Kelly Miller Smith Sr, named after the prominent educator and civil rights leader Kelly Miller, was a Baptist preacher, author, and civil rights activist best known for participating in the Civil Rights Movement in Nashville, Tennessee. Smith was born on October 28, 1920, in the black town of Mound Bayou, Mississippi, to Terry Monroe and Priscilla (Anderson) Smith. At an early age, Smith attended Magnolia Avenue High School in Vicksburg, Mississippi, and graduated in 1938. After graduating from high school, Smith attended Tennessee State A&I University (Now Tennessee State University) and transferred to Morehouse College in Atlanta, Georgia. He received his bachelor’s degree in religion in 1942 from Morehouse College.
Smith then attended graduate school at Howard University in Washington, D.C., where he received his Master of Divinity degree in 1945. Smith would become pastor at Mount Heroden Baptist Church in Vicksburg, Mississippi, serving from 1946 to 1951. In 1951, Smith became pastor at First Colored Baptist Church (Now First Baptist Church Capitol Hill) in Nashville, Tennessee. While in Nashville, Smith became president of the Nashville chapter of the National Association for the Advancement of Colored People (NAACP).
In 1955, Smith and 12 parents filed a lawsuit against the Nashville Board of Education for failing to implement the 1954 Brown v. Board of Education ruling. As a result of the case, Nashville public schools were desegregated. Smith’s eldest daughter Joy, then six years old, became one of the first African American children to integrate Nashville’s public schools in 1957. On January 18, 1958, Smith gathered other black Nashville ministers at the Capers Memorial CME Church to form the Nashville Christian Leadership Council (NCLC).
Smith would become the organization’s first president. He and the NCLC played an essential role in the Civil Rights Movement in Nashville, Tennessee. Smith and NCLC would establish nonviolent workshops at Nashville African American churches, including First Colored Baptist Church Capitol Hill and Clark Methodist Memorial Church. These workshops, led by Rev. James Lawson, trained students in nonviolent protest techniques. The students who attended these workshops came from Nashville’s four historically black colleges and universities, including Tennessee State A&I University, Fisk University, Meharry Medical College, and American Baptist Theological Seminary (Now American Baptist College). They included future civil rights leaders John Lewis, Diane Nash, James Bevel, Marion Berry, and many others. Smith and NCLC also helped organize the Nashville Sit-Ins, the Freedom Rides, and other civil rights protests in Nashville.
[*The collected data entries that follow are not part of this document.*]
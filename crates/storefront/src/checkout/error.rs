//! Checkout error taxonomy.

use mambini_core::{PaymentIntentId, ShippingField};
use thiserror::Error;

use super::CheckoutStep;

/// Errors surfaced by the checkout.
///
/// Gateway failures are converted into these at the orchestrator boundary;
/// no transport error reaches the caller directly.
#[derive(Debug, Clone, PartialEq, Eq, Error)]
pub enum CheckoutError {
    /// The cart has no lines.
    #[error("cart is empty")]
    EmptyCart,

    /// Required shipping fields are blank.
    #[error("missing shipping fields: {}", format_fields(.0))]
    InvalidShipping(Vec<ShippingField>),

    /// The gateway did not create a payment intent. Nothing was charged.
    #[error("payment intent creation failed: {0}")]
    PaymentIntentCreationFailed(String),

    /// The card processor reported a failed confirmation. Nothing was charged.
    #[error("payment confirmation failed: {0}")]
    PaymentConfirmationFailed(String),

    /// The payment was captured but the order could not be recorded.
    #[error("order creation failed after payment {payment_intent_id}: {reason}")]
    OrderCreationFailed {
        payment_intent_id: PaymentIntentId,
        reason: String,
    },

    /// Another checkout call is still in flight.
    #[error("a checkout request is already in progress")]
    Busy,

    /// The operation is not allowed in the current step.
    #[error("cannot {operation} during the {step} step")]
    InvalidTransition {
        step: CheckoutStep,
        operation: &'static str,
    },

    /// The session was reset or abandoned while the call was in flight.
    #[error("checkout session was discarded")]
    SessionDiscarded,
}

impl CheckoutError {
    /// Input problems the shopper can fix locally.
    #[must_use]
    pub const fn is_validation(&self) -> bool {
        matches!(self, Self::EmptyCart | Self::InvalidShipping(_))
    }

    /// Payment captured without an order: needs manual reconciliation.
    #[must_use]
    pub const fn is_critical(&self) -> bool {
        matches!(self, Self::OrderCreationFailed { .. })
    }

    /// Message suitable for showing to the shopper.
    #[must_use]
    pub fn user_message(&self) -> String {
        match self {
            Self::EmptyCart => "Your cart is empty.".to_string(),
            Self::InvalidShipping(fields) => {
                format!("Please fill in the shipping {}.", format_fields(fields))
            }
            Self::PaymentIntentCreationFailed(_) => {
                "We could not start the payment. You have not been charged, please try again."
                    .to_string()
            }
            Self::PaymentConfirmationFailed(reason) => {
                format!("Payment failed: {reason}. You have not been charged, please retry.")
            }
            Self::OrderCreationFailed {
                payment_intent_id, ..
            } => format!(
                "Your payment succeeded but we could not record your order. \
                 Please contact support and quote payment reference {payment_intent_id}."
            ),
            Self::Busy => "Please wait for the current step to finish.".to_string(),
            Self::InvalidTransition { .. } => "This action is not available right now.".to_string(),
            Self::SessionDiscarded => "This checkout was cancelled.".to_string(),
        }
    }
}

fn format_fields(fields: &[ShippingField]) -> String {
    fields
        .iter()
        .map(|f| f.as_str())
        .collect::<Vec<_>>()
        .join(", ")
}

#[cfg(test)]
mod tests {
    use super::*;

    #[test]
    fn test_invalid_shipping_lists_fields() {
        let err = CheckoutError::InvalidShipping(vec![ShippingField::City, ShippingField::PostalCode]);
        assert_eq!(err.to_string(), "missing shipping fields: city, postal_code");
        assert_eq!(err.user_message(), "Please fill in the shipping city, postal_code.");
        assert!(err.is_validation());
    }

    #[test]
    fn test_pre_and_post_payment_failures_are_distinct() {
        let before = CheckoutError::PaymentConfirmationFailed("card declined".to_string());
        let after = CheckoutError::OrderCreationFailed {
            payment_intent_id: PaymentIntentId::new("pi_1"),
            reason: "HTTP 500".to_string(),
        };

        assert!(!before.is_critical());
        assert!(after.is_critical());
        assert!(before.user_message().contains("not been charged"));
        assert!(after.user_message().contains("payment succeeded"));
        assert!(after.user_message().contains("pi_1"));
        assert_ne!(before.user_message(), after.user_message());
    }

    #[test]
    fn test_invalid_transition_display() {
        let err = CheckoutError::InvalidTransition {
            step: CheckoutStep::Completed,
            operation: "go back",
        };
        assert_eq!(err.to_string(), "cannot go back during the completed step");
    }
}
Smith also served as assistant dean of Vanderbilt Divinity School from 1968 to 1984 and he was a member of the Morehouse School of Religion Board of Directors. In 1983, Smith was selected to give the Lyman Beecher Lectures at Yale Divinity School, one of the highest honors in theological education.
Kelly Miller Smith died of cancer on June 3, 1984, at 63. He was buried in Greenwood Cemetery in Nashville. After his death, Vanderbilt University named The Kelly Miller Smith Institute in his memory. The Kelly Miller Smith Memorial Bridge and Kelly Miller Smith Towers were named after him in Nashville.
Smith was married to Alice Clark Smith; the couple had four children together, including Joy Ardelia, Adena Modesta, Valerie Lin, and Kelly Miller Smith Jr. His son Kelly Miller Smith Jr. is the current pastor at First Baptist Church Capitol Hill in Nashville, Tennessee.